What is Incident Management?

An incident is an event that may result in the loss or disruption of an organization’s operations, services or functions. Incident management (ICM) is a term that describes an organization’s activities to identify, analyze, and remediate hazards to prevent them from occurring again in the future.

These events within a structured organization are normally handled by an incident response team (IRT), an incident management team (IMT), or the Incident Command System (ICS). Without effective incident management, an incident can disrupt business operations, information security, IT systems, employees, customers, or other vital business functions.

Without incident management, you could lose valuable data, gain low productivity and revenue due to downtime, or be held liable for breaches of service level agreements (SLAs). Even when incidents are insignificant and cause no lasting damage, IT teams should devote valuable time to investigating and fixing problems.

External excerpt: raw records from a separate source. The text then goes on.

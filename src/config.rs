use std::time::Duration;

use crate::authz::evaluator::DEFAULT_PLACEHOLDER_CATEGORY;
use crate::errors::AppError;

#[derive(Debug, Clone)]
pub struct AppConfig {
    pub database_url: String,
    pub max_connections: u32,
    pub acquire_timeout: Duration,
    /// Category attached to jokes created without a known category.
    pub placeholder_category: String,
}

impl AppConfig {
    pub fn from_env() -> Result<Self, AppError> {
        let database_url =
            std::env::var("DATABASE_URL").map_err(|_| AppError::configuration("DATABASE_URL not set"))?;
        let max_connections = std::env::var("DB_MAX_CONNECTIONS")
            .map(|val| val.parse::<u32>())
            .unwrap_or(Ok(10))
            .map_err(|_| AppError::configuration("DB_MAX_CONNECTIONS must be a valid integer"))?;
        let acquire_timeout_secs = std::env::var("DB_ACQUIRE_TIMEOUT_SECS")
            .map(|val| val.parse::<u64>())
            .unwrap_or(Ok(10))
            .map_err(|_| AppError::configuration("DB_ACQUIRE_TIMEOUT_SECS must be a valid integer"))?;
        let placeholder_category = std::env::var("PLACEHOLDER_CATEGORY")
            .ok()
            .map(|val| val.trim().to_string())
            .filter(|val| !val.is_empty())
            .unwrap_or_else(|| DEFAULT_PLACEHOLDER_CATEGORY.to_string());

        if max_connections == 0 {
            return Err(AppError::configuration("DB_MAX_CONNECTIONS must be at least 1"));
        }

        Ok(Self {
            database_url,
            max_connections,
            acquire_timeout: Duration::from_secs(acquire_timeout_secs),
            placeholder_category,
        })
    }

    /// Defaults for everything but the database location.
    pub fn for_database(database_url: impl Into<String>) -> Self {
        Self {
            database_url: database_url.into(),
            max_connections: 10,
            acquire_timeout: Duration::from_secs(10),
            placeholder_category: DEFAULT_PLACEHOLDER_CATEGORY.to_string(),
        }
    }
}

Some of the most important benefits of implementing an incident management strategy include:

  • Prevention of incidents
  • Improved mean time to resolution (MTTR)
  • Reducing or eliminating downtime
  • Higher data accuracy
  • Improved customer experience

Another benefit of incident management applications is an overall reduction in costs. According to a study by Gartner, system or service downtime can cost organizations up to $ 300,000 per hour. Additionally, legal fines and loss of customer trust can have significant financial implications. With incident management, organizations may have to invest upfront, but avoid significant costs later on.

What is the Incident Management Process?

Incident management processes are the procedures and actions taken to respond to incidents and resolve them. This includes who is responsible for the response, how incidents are detected and communicated to IT teams, and what tools are used.

When well designed, incident management processes ensure that all incidents are handled quickly and a certain standard of quality is maintained. Processes can also help teams improve their current operations to prevent future incidents.

Five Steps to Event Resolution

There are five standard steps in any event resolution process. These steps ensure that no aspect of an incident is overlooked and helps teams respond effectively to incidents.

1. Event Identification, Logging and Classification

Incidents are identified through user reports, solution analysis or manual identification. Once detected, the event is logged and investigation and classification can begin. Classification is important for determining how incidents should be handled and prioritizing response resources.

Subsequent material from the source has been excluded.